A diversity of tolling business models offers a wider toolbox of highway finance options, as the IBTTA’s Patrick Jones explains.
The business models for America’s tolled highways have gone through several different evolutions over the last 75 years, reflecting a succession of shifts in transportation policy and politics, financing and funding models, urban patterns, customer needs, and technology.

And with more and more decision-makers expressing renewed interest in tolling, it’s that very diversity that makes it so easy for the industry to present itself as a practical solution to the transportation infrastructure funding crisis.
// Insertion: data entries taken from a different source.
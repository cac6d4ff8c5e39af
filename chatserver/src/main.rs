//! Chat server entry point

use anyhow::Context;
use clap::Parser;
use tokio::signal;

use chatserver::{Args, ChatServer, RealAssistantClient, ServerConfig, core::AnalyticsCache};
use shared::{ComponentId, component_info, component_warn, logging};

#[tokio::main]
async fn main() -> anyhow::Result<()> {
    // A missing .env file is fine; real environment variables still apply
    let dotenv_loaded = dotenvy::dotenv().is_ok();

    let args = Args::parse();

    ComponentId::init_chatserver();
    logging::init_tracing(&args.log_level).context("Failed to initialize logging")?;
    if !dotenv_loaded {
        component_info!(ComponentId::current(), "No .env file found, using process environment");
    }

    let config = ServerConfig::from_args(args)?;

    if !config.assistants.assistant_configured() {
        component_warn!(ComponentId::current(), "⚠️ ASSISTANT_ID not configured, /api/chat will answer 500");
    }
    if !config.assistants.analytics_configured() {
        component_info!(ComponentId::current(), "Analytics assistants not configured, replies are marked ready immediately");
    }

    let assistant = RealAssistantClient::new(config.client.clone())?;
    let server = ChatServer::new(config.bind_address, config.assistants, assistant, AnalyticsCache::new())
        .with_static_dir(config.static_dir);

    let shutdown = async {
        match signal::ctrl_c().await {
            Ok(()) => {
                component_info!(ComponentId::current(), "🛑 Received Ctrl+C, shutting down");
            }
            Err(err) => {
                component_warn!(ComponentId::current(), "Signal handling failed: {}", err);
                std::future::pending::<()>().await;
            }
        }
    };

    server.run(shutdown).await?;

    component_info!(ComponentId::current(), "✅ Chat server stopped gracefully");
    Ok(())
}
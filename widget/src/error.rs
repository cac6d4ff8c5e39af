//! Widget error types

use thiserror::Error;

/// Result type for widget operations
pub type WidgetResult<T> = Result<T, WidgetError>;

/// Widget error types
#[derive(Error, Debug)]
pub enum WidgetError {
    /// The server answered with a non-2xx status or an `error` field
    #[error("Server error {status}: {message}")]
    Api { status: u16, message: String },

    /// The request never produced a usable response
    #[error("Transport error: {0}")]
    Transport(String),

    #[error("Unexpected response body: {0}")]
    InvalidResponse(String),

    #[error("Unknown quick action: {0}")]
    UnknownQuickAction(String),

    #[error("Session storage error: {message}")]
    Storage { message: String },

    #[error("Configuration error: {message}")]
    Config { message: String },

    #[error("JSON error: {0}")]
    JsonError(#[from] serde_json::Error),
}

impl WidgetError {
    pub fn storage(message: impl Into<String>) -> Self {
        Self::Storage {
            message: message.into(),
        }
    }

    /// Whether the failure happened before the server could answer
    ///
    /// These are shown to the visitor as a connection problem rather than
    /// as a server message.
    pub fn is_connection_failure(&self) -> bool {
        matches!(self, Self::Transport(_) | Self::InvalidResponse(_))
    }
}

impl From<reqwest::Error> for WidgetError {
    fn from(err: reqwest::Error) -> Self {
        if err.is_decode() {
            Self::InvalidResponse(err.to_string())
        } else {
            Self::Transport(err.to_string())
        }
    }
}
//! Assistant API client over HTTP
//!
//! Talks to the OpenAI Assistants v2 REST API: threads, messages and runs.

use async_trait::async_trait;
use serde::de::DeserializeOwned;
use serde_json::json;
use std::time::{Duration, Instant};

use shared::{ComponentId, component_debug};

use crate::error::{AssistantError, AssistantResult};
use crate::traits::AssistantClient;
use crate::types::{ListMessages, MessageList, Run, Thread, ThreadMessage};

/// Default API root
pub const DEFAULT_BASE_URL: &str = "https://api.openai.com/v1";

/// Connection and polling settings of the client
#[derive(Debug, Clone)]
pub struct AssistantClientConfig {
    pub base_url: String,
    pub api_key: String,
    pub poll_interval: Duration,
    pub run_timeout: Duration,
    pub request_timeout: Duration,
}

impl AssistantClientConfig {
    pub fn new(api_key: impl Into<String>) -> Self {
        Self {
            base_url: DEFAULT_BASE_URL.to_string(),
            api_key: api_key.into(),
            poll_interval: Duration::from_millis(1000),
            run_timeout: Duration::from_secs(120),
            request_timeout: Duration::from_secs(60),
        }
    }

    pub fn with_base_url(mut self, base_url: impl Into<String>) -> Self {
        self.base_url = base_url.into().trim_end_matches('/').to_string();
        self
    }

    pub fn with_poll_interval(mut self, poll_interval: Duration) -> Self {
        self.poll_interval = poll_interval;
        self
    }

    pub fn with_run_timeout(mut self, run_timeout: Duration) -> Self {
        self.run_timeout = run_timeout;
        self
    }

    pub fn with_request_timeout(mut self, request_timeout: Duration) -> Self {
        self.request_timeout = request_timeout;
        self
    }
}

/// Real assistant client backed by reqwest
#[derive(Clone)]
pub struct RealAssistantClient {
    client: reqwest::Client,
    config: AssistantClientConfig,
}

impl RealAssistantClient {
    pub fn new(config: AssistantClientConfig) -> AssistantResult<Self> {
        let client = reqwest::Client::builder()
            .timeout(config.request_timeout)
            .build()
            .map_err(|e| AssistantError::Network(format!("Failed to build HTTP client: {e}")))?;

        Ok(Self { client, config })
    }

    /// Join `segments` onto the base URL, percent-encoding each one
    ///
    /// Ids end up as single path segments, so a `/`, `?` or `..` inside a
    /// thread id cannot reach another endpoint.
    fn url(&self, segments: &[&str]) -> AssistantResult<reqwest::Url> {
        let mut url = reqwest::Url::parse(&self.config.base_url)
            .map_err(|e| AssistantError::InvalidRequest(format!("Invalid base URL {}: {e}", self.config.base_url)))?;

        for segment in segments {
            if segment.is_empty() || *segment == "." || *segment == ".." {
                return Err(AssistantError::InvalidRequest(format!("Invalid path segment {segment:?}")));
            }
        }

        url.path_segments_mut()
            .map_err(|_| AssistantError::InvalidRequest(format!("Base URL {} cannot have a path", self.config.base_url)))?
            .pop_if_empty()
            .extend(segments);
        Ok(url)
    }

    fn authorized(&self, request: reqwest::RequestBuilder) -> reqwest::RequestBuilder {
        request
            .bearer_auth(&self.config.api_key)
            .header("OpenAI-Beta", "assistants=v2")
    }

    /// Send the request and decode a successful JSON body
    async fn send_json<T: DeserializeOwned>(&self, request: reqwest::RequestBuilder) -> AssistantResult<T> {
        let response = self
            .authorized(request)
            .send()
            .await
            .map_err(|e| AssistantError::Network(e.to_string()))?;

        let status = response.status();
        if !status.is_success() {
            return Err(match status.as_u16() {
                401 => AssistantError::Unauthorized,
                429 => AssistantError::RateLimited,
                code => AssistantError::Http {
                    status: code,
                    body: response.text().await.unwrap_or_default(),
                },
            });
        }

        response
            .json::<T>()
            .await
            .map_err(|e| AssistantError::InvalidResponse(format!("Failed to parse response: {e}")))
    }

    async fn retrieve_run(&self, thread_id: &str, run_id: &str) -> AssistantResult<Run> {
        let request = self.client.get(self.url(&["threads", thread_id, "runs", run_id])?);
        self.send_json(request).await
    }
}

#[async_trait]
impl AssistantClient for RealAssistantClient {
    async fn create_thread(&self) -> AssistantResult<String> {
        let request = self.client.post(self.url(&["threads"])?).json(&json!({}));
        let thread: Thread = self.send_json(request).await?;
        component_debug!(ComponentId::current(), "Created thread {}", thread.id);
        Ok(thread.id)
    }

    async fn add_user_message(&self, thread_id: &str, content: &str) -> AssistantResult<()> {
        let request = self
            .client
            .post(self.url(&["threads", thread_id, "messages"])?)
            .json(&json!({ "role": "user", "content": content }));
        let _: serde_json::Value = self.send_json(request).await?;
        Ok(())
    }

    async fn create_and_poll_run(&self, thread_id: &str, assistant_id: &str) -> AssistantResult<Run> {
        let request = self
            .client
            .post(self.url(&["threads", thread_id, "runs"])?)
            .json(&json!({ "assistant_id": assistant_id }));
        let mut run: Run = self.send_json(request).await?;

        let started = Instant::now();
        while !run.status.is_terminal() {
            if started.elapsed() >= self.config.run_timeout {
                return Err(AssistantError::RunTimeout {
                    run_id: run.id,
                    waited_secs: started.elapsed().as_secs(),
                });
            }
            tokio::time::sleep(self.config.poll_interval).await;
            run = self.retrieve_run(thread_id, &run.id).await?;
        }

        component_debug!(
            ComponentId::current(),
            "Run {} on thread {} finished with status {} after {}ms",
            run.id,
            thread_id,
            run.status,
            started.elapsed().as_millis()
        );
        Ok(run)
    }

    async fn list_messages(&self, thread_id: &str, query: ListMessages) -> AssistantResult<Vec<ThreadMessage>> {
        let mut params = vec![("order", query.order.as_str().to_string())];
        if let Some(limit) = query.limit {
            params.push(("limit", limit.to_string()));
        }

        let request = self
            .client
            .get(self.url(&["threads", thread_id, "messages"])?)
            .query(&params);
        let list: MessageList = self.send_json(request).await?;
        Ok(list.data)
    }
}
User financing is often described as one important part of the wider toolbox of highway funding options. But a closer look reveals that tolling is actually a toolbox within a toolbox, offering at least four distinct models that developed in response to different local or regional circumstances.

“A rural road in Pennsylvania, a commuter highway in Atlanta, and a freight gateway in New York all have different characteristics, challenges, and needs, and it would make no sense to try to impose a one-size-fits-all solution on such a diverse transportation system,” says Rob Horr, president of the International Bridge, Tunnel and Turnpike Association (IBTTA) and executive director of the Thousand Islands Bridge Authority.

“The good news is that each of those roads can look to the tolling industry for a different business model that might be right for them, which means the decision on whether and how to toll in the United States is best left to local and state governments, with a blessing, but not a mandate, from the federal government.”